## Source material
+===+

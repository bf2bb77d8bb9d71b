//! Seam through which decoded messages reach the actor tree.

use crate::core::{actor_address::ActorAddress, serialized_message::SerializedMessage, system_message::SystemMessage};

/// Consumer of messages decoded off an established association.
///
/// Implemented by the surrounding runtime; the mailbox scheduler and codec
/// live behind this trait.
pub trait InboundHandler: Send + Sync {
  /// Delivers a user message to the addressed local actor.
  fn handle_user(&self, recipient: ActorAddress, payload: SerializedMessage);

  /// Delivers a control-plane message.
  fn handle_system(&self, message: SystemMessage);
}
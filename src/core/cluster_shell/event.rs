//! Lifecycle notifications emitted by the cluster shell.

use crate::core::{handshake::HandshakeError, unique_node::UniqueNode};

/// Observable lifecycle transitions of remote associations.
#[derive(Clone, Debug, PartialEq, Eq)]
pub enum RemotingLifecycleEvent {
  /// An association reached the *associated* state.
  Connected {
    /// The now-reachable peer.
    remote: UniqueNode,
  },
  /// An outbound handshake attempt failed.
  HandshakeRejected {
    /// The peer the attempt targeted.
    remote: UniqueNode,
    /// Why the attempt failed.
    error:  HandshakeError,
  },
  /// An association terminated and left a tombstone behind.
  Tombstoned {
    /// The terminated peer.
    remote: UniqueNode,
  },
  /// A tombstone passed its removal deadline and was reaped.
  TombstoneExpired {
    /// The peer that may now associate again.
    remote: UniqueNode,
  },
}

+===+

## What this task involves
Transcribe the records in full, so that each line reads exactly as before.

## Written response
repository bf2bb77d8bb9d71b
//! Seam through which decoded messages reach the actor tree.

use crate::core::{actor_address::ActorAddress, serialized_message::SerializedMessage, system_message::SystemMessage};

/// Consumer of messages decoded off an established association.
///
/// Implemented by the surrounding runtime; the mailbox scheduler and codec
/// live behind this trait.
pub trait InboundHandler: Send + Sync {
  /// Delivers a user message to the addressed local actor.
  fn handle_user(&self, recipient: ActorAddress, payload: SerializedMessage);

  /// Delivers a control-plane message.
  fn handle_system(&self, message: SystemMessage);
}
filename src/core/cluster_shell/event.rs
//! Lifecycle notifications emitted by the cluster shell.

use crate::core::{handshake::HandshakeError, unique_node::UniqueNode};

/// Observable lifecycle transitions of remote associations.
#[derive(Clone, Debug, PartialEq, Eq)]
pub enum RemotingLifecycleEvent {
  /// An association reached the *associated* state.
  Connected {
    /// The now-reachable peer.
    remote: UniqueNode,
  },
  /// An outbound handshake attempt failed.
  HandshakeRejected {
    /// The peer the attempt targeted.
    remote: UniqueNode,
    /// Why the attempt failed.
    error:  HandshakeError,
  },
  /// An association terminated and left a tombstone behind.
  Tombstoned {
    /// The terminated peer.
    remote: UniqueNode,
  },
  /// A tombstone passed its removal deadline and was reaped.
  TombstoneExpired {
    /// The peer that may now associate again.
    remote: UniqueNode,
  },
}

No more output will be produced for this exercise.